The records:
....................

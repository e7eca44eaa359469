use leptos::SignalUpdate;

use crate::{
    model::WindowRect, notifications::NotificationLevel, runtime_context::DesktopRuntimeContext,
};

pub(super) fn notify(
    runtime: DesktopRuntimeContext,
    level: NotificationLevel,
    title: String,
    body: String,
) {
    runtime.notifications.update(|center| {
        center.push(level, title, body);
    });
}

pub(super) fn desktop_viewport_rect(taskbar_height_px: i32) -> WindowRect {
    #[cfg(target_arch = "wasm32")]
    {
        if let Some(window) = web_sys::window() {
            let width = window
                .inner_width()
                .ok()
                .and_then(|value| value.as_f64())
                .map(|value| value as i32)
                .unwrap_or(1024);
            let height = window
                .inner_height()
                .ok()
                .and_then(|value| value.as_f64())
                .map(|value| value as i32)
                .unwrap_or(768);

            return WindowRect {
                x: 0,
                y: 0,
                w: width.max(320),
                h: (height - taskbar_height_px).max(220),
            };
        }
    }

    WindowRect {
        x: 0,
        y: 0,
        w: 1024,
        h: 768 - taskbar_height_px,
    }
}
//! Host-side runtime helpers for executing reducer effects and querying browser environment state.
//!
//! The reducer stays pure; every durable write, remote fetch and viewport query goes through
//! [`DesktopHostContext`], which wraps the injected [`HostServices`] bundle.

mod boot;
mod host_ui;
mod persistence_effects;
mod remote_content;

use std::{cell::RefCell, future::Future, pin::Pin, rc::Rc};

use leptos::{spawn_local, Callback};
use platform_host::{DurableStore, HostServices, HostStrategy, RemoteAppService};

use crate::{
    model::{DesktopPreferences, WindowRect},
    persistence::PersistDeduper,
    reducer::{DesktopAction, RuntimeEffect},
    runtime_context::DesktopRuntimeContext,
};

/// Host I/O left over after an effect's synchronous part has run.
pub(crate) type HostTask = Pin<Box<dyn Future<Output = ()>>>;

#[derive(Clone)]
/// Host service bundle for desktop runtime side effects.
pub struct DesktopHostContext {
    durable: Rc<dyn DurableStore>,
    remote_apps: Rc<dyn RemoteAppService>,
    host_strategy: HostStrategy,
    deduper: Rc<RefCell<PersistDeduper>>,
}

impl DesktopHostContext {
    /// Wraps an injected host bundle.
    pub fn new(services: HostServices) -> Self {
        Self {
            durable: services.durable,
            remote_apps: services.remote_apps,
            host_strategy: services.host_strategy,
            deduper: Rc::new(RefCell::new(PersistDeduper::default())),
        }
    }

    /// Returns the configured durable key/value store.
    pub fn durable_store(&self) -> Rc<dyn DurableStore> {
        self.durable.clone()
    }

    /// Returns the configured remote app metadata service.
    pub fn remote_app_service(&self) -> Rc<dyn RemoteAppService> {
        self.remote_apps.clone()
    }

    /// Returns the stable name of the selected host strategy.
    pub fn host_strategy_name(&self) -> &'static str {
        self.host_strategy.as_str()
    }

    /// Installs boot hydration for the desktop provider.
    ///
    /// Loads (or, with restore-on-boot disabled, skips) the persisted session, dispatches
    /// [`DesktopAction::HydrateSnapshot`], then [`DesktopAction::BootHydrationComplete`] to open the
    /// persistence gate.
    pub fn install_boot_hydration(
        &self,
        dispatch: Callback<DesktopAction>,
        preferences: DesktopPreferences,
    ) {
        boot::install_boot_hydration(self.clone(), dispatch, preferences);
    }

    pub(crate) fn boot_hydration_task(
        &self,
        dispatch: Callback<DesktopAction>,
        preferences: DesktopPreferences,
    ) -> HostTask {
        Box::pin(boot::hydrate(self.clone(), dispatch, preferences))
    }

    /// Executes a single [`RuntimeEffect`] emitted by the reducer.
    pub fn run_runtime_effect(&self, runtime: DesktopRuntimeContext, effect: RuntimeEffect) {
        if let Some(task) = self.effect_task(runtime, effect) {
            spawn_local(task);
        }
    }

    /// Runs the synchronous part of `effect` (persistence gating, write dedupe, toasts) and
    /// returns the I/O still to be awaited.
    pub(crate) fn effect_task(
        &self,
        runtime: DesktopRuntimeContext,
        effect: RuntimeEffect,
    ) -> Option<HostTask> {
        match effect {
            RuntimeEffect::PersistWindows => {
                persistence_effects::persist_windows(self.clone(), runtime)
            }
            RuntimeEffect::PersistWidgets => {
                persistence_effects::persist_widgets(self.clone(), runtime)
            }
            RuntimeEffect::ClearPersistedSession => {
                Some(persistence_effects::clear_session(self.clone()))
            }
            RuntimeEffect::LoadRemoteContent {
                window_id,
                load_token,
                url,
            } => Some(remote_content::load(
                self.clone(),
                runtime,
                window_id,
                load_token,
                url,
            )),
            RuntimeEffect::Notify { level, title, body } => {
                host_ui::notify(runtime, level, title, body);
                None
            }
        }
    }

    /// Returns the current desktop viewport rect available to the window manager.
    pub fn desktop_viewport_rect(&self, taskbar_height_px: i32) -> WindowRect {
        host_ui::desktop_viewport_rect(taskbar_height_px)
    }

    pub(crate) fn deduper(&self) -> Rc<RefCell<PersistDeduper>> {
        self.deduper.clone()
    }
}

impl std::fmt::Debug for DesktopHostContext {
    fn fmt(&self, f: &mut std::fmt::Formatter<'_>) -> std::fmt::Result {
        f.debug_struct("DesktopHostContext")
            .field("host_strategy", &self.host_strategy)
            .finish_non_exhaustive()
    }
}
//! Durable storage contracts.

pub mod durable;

....................

Copy out each line of the material in which the word "DesktopAction" turns up.

    reducer::{DesktopAction, RuntimeEffect},
    /// [`DesktopAction::HydrateSnapshot`], then [`DesktopAction::BootHydrationComplete`] to open the
        dispatch: Callback<DesktopAction>,
        dispatch: Callback<DesktopAction>,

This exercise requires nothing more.